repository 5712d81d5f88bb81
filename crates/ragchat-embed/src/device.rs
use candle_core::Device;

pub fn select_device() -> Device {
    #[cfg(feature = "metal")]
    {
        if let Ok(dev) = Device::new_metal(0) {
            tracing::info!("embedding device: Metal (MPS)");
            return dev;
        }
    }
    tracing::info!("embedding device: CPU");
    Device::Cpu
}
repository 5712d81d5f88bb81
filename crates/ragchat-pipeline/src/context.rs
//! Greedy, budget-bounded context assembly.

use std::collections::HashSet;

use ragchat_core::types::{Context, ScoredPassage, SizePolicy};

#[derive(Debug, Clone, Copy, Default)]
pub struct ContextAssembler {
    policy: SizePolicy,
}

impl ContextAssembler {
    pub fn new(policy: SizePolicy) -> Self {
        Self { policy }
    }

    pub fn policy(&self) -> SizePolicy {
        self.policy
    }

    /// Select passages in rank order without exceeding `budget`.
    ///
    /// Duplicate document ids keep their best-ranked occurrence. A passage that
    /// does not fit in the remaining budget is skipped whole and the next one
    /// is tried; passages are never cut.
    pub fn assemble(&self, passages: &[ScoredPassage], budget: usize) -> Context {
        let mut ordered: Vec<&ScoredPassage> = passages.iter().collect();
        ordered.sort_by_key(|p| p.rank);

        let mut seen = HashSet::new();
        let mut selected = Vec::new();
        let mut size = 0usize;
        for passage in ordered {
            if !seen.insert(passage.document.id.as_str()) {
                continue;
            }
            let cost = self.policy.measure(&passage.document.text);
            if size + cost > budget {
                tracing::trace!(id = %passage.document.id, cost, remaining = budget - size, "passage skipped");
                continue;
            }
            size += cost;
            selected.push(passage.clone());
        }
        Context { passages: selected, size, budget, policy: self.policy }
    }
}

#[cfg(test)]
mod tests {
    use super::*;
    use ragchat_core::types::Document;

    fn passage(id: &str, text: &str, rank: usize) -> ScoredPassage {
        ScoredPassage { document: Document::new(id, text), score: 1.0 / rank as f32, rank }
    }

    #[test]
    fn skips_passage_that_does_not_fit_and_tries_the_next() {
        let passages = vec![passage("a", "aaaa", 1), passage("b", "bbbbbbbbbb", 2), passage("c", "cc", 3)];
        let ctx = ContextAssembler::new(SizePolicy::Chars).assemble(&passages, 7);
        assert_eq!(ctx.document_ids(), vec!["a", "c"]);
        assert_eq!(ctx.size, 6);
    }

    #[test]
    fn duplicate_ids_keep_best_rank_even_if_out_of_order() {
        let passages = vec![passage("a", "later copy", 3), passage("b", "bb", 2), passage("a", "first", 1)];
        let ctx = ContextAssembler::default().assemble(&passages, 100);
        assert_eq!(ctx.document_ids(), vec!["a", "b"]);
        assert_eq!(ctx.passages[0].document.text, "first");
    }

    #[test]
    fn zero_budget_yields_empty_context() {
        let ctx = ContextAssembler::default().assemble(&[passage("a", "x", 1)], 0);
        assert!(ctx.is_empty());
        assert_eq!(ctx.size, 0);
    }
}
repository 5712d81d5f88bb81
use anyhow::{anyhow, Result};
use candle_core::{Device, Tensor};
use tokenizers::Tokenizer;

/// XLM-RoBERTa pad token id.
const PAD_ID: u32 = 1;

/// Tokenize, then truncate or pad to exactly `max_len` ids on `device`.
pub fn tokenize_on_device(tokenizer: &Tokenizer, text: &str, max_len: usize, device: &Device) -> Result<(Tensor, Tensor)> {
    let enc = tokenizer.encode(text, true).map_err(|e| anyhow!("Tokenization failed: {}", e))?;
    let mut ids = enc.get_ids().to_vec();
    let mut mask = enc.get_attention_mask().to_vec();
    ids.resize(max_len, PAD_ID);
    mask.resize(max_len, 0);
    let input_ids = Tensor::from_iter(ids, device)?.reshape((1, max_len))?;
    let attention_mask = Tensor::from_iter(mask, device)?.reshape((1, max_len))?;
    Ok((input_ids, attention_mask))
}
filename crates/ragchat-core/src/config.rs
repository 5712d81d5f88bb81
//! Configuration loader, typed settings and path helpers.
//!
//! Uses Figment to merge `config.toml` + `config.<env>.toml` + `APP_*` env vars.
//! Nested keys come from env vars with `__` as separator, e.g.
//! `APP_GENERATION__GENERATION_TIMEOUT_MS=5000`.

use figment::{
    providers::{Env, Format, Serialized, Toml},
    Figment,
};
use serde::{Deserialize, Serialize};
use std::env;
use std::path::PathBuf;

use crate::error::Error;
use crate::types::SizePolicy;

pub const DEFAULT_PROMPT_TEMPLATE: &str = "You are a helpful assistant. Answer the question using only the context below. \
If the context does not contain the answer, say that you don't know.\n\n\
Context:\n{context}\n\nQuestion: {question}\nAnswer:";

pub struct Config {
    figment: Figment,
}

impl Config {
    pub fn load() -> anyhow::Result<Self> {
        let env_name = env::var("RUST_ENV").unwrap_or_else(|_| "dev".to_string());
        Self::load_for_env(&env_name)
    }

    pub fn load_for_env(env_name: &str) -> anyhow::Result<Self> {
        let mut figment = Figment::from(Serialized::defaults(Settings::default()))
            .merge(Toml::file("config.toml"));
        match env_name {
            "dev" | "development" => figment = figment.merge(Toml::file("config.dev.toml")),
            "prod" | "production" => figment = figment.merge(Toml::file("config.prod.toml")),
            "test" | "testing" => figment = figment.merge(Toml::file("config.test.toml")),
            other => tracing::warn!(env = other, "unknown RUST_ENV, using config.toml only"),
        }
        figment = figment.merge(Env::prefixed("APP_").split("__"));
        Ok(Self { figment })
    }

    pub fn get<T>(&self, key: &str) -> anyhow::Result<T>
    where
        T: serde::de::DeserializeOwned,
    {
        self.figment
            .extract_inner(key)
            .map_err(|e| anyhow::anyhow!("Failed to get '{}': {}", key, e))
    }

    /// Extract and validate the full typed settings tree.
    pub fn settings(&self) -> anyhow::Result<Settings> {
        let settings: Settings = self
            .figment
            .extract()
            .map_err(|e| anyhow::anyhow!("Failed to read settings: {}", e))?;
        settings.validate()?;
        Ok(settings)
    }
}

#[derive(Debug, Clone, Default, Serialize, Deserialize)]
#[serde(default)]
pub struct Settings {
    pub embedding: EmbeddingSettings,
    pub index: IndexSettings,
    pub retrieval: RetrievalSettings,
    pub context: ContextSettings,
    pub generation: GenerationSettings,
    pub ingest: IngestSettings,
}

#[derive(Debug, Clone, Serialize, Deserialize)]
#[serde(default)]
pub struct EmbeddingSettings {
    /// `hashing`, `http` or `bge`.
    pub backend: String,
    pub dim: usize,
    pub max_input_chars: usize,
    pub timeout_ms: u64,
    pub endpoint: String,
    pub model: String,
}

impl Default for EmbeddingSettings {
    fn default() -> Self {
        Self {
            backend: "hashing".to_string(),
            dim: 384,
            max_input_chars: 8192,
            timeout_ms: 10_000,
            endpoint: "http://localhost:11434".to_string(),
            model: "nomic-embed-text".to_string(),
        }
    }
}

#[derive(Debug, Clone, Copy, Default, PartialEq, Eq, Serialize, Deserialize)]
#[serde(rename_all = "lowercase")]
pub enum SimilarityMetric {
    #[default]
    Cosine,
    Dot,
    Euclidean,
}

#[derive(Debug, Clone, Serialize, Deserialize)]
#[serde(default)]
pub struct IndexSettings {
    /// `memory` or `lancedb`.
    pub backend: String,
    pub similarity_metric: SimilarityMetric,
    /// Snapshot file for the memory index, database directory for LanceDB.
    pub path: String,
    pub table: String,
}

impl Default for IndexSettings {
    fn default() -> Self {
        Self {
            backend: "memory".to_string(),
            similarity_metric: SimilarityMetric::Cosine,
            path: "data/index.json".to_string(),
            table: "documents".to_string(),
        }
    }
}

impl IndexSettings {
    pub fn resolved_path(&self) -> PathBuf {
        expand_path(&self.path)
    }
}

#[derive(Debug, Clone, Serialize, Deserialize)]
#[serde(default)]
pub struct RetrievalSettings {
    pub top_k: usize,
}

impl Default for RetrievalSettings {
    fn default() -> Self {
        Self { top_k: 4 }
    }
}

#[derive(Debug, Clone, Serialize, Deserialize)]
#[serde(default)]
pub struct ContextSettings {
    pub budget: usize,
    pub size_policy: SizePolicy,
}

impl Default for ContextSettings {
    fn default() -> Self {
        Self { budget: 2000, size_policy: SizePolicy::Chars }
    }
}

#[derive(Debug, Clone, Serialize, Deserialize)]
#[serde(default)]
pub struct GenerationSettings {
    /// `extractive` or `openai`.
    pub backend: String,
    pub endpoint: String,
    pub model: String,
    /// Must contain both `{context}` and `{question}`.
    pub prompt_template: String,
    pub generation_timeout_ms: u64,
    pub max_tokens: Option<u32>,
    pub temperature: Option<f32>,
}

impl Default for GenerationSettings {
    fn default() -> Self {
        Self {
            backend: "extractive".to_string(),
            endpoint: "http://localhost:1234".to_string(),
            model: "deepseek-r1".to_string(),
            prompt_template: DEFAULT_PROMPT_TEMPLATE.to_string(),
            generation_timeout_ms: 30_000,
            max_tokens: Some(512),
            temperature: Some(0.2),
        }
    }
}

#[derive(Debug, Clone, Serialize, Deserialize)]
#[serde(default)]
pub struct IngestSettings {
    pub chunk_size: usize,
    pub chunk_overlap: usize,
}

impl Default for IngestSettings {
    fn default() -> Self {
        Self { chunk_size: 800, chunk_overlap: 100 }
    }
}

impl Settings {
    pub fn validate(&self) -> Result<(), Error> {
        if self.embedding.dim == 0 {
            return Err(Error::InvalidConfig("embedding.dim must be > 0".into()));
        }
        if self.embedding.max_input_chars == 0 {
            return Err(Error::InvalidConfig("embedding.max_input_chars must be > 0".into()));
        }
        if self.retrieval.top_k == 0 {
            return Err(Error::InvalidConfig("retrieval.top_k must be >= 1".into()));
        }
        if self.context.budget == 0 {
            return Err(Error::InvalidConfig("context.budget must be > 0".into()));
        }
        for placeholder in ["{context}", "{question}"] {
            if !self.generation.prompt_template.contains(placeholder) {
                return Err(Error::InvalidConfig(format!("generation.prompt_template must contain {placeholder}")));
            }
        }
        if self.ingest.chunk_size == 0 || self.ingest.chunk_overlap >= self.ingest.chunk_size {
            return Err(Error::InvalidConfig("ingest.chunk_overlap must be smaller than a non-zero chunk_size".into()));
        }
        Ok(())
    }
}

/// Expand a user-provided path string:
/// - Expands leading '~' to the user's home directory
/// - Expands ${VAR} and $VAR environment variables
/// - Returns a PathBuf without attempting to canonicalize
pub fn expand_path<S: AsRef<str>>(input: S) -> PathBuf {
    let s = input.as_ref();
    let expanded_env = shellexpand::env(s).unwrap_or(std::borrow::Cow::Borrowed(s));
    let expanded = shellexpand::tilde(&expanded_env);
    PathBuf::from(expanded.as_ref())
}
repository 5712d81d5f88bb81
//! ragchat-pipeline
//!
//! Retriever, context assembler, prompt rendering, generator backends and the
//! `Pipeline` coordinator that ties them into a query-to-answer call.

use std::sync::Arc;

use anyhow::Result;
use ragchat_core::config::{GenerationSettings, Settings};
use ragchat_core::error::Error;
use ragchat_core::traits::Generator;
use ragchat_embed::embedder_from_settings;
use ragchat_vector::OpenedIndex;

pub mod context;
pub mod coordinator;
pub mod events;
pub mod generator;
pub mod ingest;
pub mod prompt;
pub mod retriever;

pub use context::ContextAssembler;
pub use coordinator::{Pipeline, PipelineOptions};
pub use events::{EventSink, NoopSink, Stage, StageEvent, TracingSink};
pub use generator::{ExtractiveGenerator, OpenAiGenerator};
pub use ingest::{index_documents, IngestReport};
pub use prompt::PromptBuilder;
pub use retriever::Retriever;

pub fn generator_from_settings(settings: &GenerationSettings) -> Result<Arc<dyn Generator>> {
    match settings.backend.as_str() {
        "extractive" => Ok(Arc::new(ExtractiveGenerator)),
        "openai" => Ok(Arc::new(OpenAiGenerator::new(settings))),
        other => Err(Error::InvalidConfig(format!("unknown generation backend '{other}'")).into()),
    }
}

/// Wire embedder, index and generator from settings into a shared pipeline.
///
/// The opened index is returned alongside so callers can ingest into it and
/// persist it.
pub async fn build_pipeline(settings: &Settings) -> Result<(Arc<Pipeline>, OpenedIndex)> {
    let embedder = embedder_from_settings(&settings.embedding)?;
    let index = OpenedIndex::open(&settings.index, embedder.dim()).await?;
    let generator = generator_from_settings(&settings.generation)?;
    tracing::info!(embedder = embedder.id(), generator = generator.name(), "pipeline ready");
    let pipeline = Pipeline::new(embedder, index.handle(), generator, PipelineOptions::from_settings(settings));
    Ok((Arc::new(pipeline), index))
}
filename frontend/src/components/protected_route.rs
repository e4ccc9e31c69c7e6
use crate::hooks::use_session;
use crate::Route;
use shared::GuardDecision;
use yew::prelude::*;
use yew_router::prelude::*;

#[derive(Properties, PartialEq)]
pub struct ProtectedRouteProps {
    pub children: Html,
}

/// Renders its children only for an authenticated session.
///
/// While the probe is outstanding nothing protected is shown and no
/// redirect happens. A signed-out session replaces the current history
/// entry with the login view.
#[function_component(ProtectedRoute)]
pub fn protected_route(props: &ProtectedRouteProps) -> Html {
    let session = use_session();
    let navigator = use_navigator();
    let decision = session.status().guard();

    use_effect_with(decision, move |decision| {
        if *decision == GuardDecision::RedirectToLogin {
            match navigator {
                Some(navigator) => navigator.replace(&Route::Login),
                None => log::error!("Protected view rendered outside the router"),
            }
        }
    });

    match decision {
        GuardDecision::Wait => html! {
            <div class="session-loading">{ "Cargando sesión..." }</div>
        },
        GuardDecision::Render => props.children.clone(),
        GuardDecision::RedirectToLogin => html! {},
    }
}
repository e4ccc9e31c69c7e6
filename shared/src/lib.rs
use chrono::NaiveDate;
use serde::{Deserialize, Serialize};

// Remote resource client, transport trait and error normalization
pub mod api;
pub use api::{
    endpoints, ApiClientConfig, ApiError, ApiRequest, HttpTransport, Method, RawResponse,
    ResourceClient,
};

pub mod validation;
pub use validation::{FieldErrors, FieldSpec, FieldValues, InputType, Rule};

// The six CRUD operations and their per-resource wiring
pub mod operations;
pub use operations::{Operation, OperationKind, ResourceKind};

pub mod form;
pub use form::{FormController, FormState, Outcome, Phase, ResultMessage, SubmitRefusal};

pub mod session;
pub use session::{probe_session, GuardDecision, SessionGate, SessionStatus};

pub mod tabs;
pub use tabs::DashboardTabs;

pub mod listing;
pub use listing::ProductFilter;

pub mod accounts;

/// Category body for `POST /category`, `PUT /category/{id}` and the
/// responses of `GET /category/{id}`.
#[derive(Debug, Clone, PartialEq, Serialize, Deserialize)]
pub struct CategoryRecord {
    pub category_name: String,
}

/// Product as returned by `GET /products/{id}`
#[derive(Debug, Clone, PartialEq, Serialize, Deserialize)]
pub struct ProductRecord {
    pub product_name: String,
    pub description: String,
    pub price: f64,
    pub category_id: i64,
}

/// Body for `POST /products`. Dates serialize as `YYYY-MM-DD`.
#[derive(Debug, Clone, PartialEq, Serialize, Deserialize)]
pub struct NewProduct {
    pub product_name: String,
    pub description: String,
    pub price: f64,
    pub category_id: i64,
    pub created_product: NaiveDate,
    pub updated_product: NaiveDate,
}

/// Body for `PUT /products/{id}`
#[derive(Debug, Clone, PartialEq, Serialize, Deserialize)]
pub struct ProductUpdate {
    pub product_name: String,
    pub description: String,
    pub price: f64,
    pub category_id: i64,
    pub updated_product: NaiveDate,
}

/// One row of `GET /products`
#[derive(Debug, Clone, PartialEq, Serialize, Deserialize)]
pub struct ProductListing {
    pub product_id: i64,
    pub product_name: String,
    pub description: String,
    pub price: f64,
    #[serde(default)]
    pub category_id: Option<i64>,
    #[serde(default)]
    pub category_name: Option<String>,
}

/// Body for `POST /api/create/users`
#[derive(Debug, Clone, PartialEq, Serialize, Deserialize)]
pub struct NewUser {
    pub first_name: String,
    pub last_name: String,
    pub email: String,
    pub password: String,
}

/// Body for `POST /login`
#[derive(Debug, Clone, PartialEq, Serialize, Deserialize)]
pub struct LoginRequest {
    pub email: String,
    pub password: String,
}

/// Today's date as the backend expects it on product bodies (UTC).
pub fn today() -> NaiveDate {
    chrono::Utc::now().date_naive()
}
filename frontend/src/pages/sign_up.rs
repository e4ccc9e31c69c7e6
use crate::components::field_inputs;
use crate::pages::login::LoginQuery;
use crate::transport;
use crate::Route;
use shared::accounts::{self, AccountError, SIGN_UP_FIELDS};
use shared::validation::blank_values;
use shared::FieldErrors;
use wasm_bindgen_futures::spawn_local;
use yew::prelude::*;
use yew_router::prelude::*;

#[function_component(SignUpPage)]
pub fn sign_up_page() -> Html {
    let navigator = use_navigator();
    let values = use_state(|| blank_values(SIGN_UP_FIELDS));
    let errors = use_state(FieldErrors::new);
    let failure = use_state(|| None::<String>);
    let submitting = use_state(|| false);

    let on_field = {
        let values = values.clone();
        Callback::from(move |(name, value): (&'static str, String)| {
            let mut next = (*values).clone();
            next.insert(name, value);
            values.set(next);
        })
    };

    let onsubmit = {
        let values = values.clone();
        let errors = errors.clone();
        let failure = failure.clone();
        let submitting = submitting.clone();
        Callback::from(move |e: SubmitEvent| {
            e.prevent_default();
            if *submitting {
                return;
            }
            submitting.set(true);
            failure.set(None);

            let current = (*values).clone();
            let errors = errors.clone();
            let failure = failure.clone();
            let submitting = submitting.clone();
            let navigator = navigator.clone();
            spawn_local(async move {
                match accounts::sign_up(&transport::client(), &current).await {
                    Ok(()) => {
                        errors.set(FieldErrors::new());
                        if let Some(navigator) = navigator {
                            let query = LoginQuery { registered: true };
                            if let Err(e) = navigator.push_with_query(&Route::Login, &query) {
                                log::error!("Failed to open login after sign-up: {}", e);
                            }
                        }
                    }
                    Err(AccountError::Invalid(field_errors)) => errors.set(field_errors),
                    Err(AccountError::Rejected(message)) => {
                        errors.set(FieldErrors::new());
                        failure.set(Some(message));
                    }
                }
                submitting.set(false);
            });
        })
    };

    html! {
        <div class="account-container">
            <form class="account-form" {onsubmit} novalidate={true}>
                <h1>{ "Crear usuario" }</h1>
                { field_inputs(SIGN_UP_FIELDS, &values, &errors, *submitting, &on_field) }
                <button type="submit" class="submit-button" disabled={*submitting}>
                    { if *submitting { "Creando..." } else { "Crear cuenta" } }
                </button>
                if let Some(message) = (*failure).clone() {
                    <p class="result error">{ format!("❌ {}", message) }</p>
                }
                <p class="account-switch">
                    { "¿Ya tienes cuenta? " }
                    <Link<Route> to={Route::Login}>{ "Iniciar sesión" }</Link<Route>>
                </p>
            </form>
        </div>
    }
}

☆ ☆ ☆ ☆ ☆ ☆ ☆

Your objective:
Your answer should be a single number: how many lines of the material above include "ExtractiveGenerator".

Answer to the problem:
2